Each line below with the word "CardPayload" needs to be copied.

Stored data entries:
=== Section Start ===
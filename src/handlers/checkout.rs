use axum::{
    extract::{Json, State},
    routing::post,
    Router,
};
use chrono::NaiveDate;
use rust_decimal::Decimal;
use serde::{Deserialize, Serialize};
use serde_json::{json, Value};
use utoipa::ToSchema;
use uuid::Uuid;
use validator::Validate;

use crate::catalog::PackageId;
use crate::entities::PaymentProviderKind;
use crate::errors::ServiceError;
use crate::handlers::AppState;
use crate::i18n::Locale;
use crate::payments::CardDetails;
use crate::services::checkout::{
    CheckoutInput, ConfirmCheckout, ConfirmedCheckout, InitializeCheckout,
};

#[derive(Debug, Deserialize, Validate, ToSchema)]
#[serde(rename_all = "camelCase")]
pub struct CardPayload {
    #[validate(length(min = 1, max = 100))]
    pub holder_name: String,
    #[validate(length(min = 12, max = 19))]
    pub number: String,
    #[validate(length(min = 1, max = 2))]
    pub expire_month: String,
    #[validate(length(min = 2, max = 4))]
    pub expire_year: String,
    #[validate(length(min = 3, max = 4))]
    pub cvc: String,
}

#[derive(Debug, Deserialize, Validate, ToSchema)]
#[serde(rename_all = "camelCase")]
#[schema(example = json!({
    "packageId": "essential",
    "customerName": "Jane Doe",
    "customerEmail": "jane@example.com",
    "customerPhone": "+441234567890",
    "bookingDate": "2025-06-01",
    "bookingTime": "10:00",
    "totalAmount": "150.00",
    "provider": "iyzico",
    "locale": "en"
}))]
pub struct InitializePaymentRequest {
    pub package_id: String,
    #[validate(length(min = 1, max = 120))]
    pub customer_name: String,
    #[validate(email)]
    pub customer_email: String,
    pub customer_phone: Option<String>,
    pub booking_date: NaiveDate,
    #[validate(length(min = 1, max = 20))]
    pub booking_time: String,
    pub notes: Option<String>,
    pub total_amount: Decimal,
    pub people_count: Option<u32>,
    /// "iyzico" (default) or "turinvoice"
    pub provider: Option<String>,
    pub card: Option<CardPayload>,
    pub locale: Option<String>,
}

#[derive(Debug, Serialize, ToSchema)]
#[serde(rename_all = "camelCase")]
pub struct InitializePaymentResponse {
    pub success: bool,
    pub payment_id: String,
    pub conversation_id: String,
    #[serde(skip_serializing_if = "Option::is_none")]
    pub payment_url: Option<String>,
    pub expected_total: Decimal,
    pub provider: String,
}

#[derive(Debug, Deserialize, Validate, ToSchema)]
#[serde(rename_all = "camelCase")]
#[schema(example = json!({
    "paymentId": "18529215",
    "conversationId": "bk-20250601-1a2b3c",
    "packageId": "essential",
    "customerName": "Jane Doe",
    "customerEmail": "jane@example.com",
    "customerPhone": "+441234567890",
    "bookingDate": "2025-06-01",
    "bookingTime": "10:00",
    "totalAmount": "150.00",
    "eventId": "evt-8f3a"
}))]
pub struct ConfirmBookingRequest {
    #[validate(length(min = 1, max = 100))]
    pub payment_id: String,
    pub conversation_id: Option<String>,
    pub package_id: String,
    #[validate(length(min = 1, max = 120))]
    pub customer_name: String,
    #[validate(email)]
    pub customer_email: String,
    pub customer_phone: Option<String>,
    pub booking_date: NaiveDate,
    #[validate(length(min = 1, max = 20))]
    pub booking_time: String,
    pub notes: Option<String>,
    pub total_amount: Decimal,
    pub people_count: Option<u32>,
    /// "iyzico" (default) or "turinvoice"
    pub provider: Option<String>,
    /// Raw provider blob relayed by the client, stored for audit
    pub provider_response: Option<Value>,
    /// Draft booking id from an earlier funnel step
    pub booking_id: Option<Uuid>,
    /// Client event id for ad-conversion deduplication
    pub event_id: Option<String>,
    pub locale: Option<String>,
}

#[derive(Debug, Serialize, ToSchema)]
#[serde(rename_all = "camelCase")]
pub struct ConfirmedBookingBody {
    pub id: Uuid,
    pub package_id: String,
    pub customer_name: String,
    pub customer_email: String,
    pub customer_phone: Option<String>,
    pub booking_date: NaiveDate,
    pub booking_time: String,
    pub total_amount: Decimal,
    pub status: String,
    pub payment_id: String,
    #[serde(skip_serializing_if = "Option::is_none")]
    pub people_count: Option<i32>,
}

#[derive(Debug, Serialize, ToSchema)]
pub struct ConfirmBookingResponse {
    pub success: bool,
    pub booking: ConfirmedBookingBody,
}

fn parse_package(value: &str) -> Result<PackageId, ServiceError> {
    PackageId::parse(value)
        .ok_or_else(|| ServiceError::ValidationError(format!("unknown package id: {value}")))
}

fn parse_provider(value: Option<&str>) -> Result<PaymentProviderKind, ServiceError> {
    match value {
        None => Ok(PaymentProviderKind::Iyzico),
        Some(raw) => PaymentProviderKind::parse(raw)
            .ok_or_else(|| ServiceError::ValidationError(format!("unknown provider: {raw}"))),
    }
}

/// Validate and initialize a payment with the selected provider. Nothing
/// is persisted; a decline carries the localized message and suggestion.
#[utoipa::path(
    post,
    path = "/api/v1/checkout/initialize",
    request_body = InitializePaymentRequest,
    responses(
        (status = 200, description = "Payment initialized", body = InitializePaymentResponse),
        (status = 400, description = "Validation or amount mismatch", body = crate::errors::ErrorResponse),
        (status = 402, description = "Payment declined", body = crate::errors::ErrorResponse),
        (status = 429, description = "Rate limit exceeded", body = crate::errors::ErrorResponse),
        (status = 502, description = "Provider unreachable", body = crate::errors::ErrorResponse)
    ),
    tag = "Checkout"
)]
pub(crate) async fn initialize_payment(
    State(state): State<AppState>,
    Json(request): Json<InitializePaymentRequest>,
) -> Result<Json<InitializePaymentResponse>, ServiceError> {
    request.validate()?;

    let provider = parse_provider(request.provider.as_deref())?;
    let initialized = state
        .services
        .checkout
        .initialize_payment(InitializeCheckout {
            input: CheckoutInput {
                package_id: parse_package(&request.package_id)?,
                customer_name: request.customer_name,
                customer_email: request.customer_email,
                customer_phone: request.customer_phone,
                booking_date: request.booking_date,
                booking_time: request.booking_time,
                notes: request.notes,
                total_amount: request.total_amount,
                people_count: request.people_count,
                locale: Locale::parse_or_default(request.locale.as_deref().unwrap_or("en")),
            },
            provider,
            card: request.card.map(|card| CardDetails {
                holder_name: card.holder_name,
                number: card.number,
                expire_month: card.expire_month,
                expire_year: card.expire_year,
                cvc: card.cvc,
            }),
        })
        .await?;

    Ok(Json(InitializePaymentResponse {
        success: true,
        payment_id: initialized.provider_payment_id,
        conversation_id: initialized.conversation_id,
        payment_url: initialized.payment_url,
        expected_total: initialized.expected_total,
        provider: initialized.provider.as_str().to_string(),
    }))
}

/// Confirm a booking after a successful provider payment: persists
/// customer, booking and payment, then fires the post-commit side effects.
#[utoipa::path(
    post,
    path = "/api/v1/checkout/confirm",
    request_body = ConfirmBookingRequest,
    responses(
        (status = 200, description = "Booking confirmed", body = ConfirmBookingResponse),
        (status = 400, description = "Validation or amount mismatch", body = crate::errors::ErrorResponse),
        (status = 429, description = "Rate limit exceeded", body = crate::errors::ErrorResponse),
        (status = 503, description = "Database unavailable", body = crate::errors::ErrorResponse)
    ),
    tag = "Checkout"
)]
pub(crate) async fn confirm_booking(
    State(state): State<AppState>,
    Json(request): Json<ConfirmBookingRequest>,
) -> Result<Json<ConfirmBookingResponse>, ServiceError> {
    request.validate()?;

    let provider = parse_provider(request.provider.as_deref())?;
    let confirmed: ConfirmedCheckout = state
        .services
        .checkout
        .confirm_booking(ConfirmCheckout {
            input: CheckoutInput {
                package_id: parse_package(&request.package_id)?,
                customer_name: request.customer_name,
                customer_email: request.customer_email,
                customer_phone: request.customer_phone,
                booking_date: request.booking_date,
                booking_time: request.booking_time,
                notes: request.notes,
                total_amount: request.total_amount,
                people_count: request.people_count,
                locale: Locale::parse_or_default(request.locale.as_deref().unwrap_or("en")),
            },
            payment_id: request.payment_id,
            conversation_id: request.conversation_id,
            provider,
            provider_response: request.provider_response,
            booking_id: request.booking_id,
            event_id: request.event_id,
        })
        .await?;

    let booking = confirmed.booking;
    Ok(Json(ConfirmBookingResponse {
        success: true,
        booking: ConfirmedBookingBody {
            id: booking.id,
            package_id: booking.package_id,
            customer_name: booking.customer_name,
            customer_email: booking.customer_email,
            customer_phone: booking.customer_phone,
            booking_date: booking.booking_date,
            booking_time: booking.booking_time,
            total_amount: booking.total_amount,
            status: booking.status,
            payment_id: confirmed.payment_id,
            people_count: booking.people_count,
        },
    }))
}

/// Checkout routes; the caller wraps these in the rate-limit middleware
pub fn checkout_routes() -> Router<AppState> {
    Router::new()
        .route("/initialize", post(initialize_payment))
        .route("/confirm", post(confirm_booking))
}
=== Section End ===
WRITTEN SOLUTION:
pub struct CardPayload {
    pub card: Option<CardPayload>,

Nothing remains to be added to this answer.